__INFORMATION__.
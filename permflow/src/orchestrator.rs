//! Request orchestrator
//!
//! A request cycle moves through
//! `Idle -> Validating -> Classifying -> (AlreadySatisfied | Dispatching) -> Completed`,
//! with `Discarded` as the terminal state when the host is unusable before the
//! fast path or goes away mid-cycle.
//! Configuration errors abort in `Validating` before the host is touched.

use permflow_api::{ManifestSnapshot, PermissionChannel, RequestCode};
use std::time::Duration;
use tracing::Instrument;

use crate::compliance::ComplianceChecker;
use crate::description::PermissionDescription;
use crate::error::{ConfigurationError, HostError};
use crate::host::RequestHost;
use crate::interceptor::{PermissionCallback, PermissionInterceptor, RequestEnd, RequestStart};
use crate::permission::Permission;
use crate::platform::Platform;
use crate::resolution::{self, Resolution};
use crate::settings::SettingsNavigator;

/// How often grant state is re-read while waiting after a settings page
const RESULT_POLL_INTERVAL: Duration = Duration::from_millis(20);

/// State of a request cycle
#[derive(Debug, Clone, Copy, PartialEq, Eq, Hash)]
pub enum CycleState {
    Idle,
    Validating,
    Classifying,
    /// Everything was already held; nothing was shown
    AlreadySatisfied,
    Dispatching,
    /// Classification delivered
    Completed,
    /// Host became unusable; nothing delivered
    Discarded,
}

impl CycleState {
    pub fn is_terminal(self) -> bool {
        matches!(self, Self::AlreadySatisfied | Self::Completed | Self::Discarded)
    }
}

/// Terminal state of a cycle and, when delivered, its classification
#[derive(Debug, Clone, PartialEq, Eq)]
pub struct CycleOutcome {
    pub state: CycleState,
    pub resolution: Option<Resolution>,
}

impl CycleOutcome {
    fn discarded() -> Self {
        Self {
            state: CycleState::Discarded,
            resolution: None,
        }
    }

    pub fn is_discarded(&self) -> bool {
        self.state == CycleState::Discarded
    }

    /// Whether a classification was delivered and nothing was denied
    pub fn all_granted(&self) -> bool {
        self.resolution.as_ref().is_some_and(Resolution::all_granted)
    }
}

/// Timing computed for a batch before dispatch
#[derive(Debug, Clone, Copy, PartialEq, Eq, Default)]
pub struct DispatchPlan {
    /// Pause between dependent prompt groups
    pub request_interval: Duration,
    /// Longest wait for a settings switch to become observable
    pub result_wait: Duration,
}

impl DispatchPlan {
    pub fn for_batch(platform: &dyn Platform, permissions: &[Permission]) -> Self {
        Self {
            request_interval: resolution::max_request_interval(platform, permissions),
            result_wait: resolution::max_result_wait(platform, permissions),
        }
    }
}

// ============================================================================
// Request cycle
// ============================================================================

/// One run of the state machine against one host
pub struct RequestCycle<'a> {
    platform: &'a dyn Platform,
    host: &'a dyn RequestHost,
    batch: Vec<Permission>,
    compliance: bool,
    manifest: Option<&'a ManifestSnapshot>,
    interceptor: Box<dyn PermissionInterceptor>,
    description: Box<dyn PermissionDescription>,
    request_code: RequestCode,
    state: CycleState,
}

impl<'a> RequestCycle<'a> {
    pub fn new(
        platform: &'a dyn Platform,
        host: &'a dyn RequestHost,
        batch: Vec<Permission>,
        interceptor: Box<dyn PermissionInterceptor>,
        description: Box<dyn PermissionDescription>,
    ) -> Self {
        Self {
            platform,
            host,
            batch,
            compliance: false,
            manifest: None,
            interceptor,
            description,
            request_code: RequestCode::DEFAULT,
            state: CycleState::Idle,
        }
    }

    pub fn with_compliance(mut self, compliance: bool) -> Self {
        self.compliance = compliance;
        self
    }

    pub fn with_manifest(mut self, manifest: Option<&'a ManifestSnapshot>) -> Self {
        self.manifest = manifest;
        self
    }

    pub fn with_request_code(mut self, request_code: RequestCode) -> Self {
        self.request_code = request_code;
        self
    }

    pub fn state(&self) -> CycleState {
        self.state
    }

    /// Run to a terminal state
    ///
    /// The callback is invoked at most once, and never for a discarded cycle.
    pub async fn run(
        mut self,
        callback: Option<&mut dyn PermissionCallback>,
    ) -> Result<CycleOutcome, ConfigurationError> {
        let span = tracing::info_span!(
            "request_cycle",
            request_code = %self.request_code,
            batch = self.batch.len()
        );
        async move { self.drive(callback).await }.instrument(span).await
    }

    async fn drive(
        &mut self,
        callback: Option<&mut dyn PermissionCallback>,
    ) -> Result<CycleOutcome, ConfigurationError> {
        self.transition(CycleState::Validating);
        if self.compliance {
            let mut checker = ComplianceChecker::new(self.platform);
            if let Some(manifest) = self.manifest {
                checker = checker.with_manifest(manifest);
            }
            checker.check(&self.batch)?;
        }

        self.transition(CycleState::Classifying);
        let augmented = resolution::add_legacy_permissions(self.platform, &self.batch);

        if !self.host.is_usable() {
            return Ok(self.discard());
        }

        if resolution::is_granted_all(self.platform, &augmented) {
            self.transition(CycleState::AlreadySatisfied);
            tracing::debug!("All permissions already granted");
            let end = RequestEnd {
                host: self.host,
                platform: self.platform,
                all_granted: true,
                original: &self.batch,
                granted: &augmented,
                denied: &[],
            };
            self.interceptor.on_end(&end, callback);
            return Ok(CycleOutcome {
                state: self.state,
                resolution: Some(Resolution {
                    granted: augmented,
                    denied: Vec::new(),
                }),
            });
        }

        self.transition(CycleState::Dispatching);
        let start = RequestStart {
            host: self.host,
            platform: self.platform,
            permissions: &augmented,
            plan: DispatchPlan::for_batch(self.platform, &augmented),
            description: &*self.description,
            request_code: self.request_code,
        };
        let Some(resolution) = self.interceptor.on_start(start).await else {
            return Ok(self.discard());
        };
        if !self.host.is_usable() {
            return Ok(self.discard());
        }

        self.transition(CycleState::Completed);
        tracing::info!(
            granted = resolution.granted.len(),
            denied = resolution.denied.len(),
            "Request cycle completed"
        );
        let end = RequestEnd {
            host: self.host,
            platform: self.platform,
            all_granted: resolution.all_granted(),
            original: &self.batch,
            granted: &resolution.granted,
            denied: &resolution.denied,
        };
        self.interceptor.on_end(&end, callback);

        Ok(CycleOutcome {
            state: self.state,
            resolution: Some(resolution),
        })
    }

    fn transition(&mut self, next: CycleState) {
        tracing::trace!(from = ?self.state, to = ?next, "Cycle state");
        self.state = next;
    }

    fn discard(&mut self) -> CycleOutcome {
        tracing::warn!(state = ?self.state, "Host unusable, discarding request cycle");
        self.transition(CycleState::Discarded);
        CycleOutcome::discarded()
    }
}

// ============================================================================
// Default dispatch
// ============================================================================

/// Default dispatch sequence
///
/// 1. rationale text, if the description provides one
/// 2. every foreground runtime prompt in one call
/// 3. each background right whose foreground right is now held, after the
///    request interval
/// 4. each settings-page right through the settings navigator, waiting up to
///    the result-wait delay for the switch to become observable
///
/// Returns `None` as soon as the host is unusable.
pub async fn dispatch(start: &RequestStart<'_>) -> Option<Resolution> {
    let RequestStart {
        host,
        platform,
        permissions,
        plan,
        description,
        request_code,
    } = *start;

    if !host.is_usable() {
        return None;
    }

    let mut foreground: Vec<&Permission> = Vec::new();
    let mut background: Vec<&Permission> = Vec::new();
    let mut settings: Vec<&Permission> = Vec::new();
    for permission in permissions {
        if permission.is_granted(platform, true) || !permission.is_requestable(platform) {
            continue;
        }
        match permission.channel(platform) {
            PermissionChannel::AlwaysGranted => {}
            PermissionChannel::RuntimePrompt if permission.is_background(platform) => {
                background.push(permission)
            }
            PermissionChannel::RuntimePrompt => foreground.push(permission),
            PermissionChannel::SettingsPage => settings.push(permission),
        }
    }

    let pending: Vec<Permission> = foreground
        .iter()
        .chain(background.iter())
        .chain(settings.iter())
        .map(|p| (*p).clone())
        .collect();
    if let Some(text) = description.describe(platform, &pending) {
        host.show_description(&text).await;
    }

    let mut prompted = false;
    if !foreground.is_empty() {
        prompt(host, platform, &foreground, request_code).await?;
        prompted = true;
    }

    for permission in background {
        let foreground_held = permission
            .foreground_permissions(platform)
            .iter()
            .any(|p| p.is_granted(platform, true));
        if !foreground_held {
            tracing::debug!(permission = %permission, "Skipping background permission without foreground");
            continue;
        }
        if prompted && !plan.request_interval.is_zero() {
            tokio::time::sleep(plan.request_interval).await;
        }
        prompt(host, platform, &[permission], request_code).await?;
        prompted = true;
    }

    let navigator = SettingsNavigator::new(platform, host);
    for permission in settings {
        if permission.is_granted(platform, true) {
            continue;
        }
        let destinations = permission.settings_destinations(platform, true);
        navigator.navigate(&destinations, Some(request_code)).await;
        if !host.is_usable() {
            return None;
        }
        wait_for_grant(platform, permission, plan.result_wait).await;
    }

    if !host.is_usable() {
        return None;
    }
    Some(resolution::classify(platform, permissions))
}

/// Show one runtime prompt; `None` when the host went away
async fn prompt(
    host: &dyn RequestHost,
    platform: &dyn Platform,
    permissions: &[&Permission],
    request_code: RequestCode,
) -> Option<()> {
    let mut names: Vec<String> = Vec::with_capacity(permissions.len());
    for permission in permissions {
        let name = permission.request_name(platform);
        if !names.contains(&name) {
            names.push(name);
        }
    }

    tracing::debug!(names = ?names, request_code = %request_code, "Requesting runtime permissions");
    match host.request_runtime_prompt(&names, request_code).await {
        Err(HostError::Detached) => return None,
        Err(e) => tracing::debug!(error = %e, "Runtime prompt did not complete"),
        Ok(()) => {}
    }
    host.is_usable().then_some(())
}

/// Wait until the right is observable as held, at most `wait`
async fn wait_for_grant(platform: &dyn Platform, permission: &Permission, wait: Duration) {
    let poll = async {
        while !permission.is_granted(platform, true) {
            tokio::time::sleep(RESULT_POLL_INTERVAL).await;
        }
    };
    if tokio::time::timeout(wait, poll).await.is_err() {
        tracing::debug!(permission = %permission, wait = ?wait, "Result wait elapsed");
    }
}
==
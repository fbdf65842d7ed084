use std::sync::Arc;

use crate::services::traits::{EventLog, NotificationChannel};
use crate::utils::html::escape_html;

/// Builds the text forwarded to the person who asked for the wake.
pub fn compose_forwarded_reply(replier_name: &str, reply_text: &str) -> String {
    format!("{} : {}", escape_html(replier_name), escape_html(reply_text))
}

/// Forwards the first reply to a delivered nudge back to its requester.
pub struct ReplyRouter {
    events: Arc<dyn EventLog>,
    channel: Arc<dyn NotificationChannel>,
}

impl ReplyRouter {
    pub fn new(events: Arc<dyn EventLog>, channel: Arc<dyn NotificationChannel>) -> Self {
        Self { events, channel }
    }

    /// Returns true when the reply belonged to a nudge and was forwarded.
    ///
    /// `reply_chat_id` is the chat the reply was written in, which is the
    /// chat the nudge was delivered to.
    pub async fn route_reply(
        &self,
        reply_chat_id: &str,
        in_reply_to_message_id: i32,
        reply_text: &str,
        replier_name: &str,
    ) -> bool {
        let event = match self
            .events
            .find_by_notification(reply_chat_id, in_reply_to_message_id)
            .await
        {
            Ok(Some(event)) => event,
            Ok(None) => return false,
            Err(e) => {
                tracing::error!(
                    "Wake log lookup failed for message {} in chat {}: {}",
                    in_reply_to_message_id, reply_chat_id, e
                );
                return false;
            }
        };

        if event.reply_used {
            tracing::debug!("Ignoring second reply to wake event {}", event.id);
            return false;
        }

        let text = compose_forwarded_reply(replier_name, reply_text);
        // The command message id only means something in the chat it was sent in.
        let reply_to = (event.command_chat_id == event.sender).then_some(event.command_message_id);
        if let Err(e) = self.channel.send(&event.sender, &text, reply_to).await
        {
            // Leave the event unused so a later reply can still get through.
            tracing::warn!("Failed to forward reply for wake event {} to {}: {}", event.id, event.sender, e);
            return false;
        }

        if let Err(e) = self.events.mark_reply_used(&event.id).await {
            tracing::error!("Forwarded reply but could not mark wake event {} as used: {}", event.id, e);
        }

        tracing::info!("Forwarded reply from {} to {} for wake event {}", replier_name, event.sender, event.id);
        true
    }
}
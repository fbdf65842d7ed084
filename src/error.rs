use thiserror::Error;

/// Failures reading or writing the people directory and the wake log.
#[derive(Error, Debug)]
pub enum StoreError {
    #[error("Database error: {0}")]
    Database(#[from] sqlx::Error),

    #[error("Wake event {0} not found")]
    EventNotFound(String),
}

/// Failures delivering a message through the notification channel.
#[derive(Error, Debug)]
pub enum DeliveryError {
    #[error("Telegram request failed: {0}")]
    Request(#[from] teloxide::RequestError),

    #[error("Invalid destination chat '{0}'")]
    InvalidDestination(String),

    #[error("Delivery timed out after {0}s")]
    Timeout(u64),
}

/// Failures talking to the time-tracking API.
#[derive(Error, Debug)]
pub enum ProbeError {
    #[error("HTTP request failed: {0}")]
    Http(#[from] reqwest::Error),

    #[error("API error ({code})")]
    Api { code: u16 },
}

__ASSIGNMENT__.
Search the material above for "Idle". Pull out each line where it shows up.

__TASK SOLUTION__.
//! `Idle -> Validating -> Classifying -> (AlreadySatisfied | Dispatching) -> Completed`,
    Idle,
            state: CycleState::Idle,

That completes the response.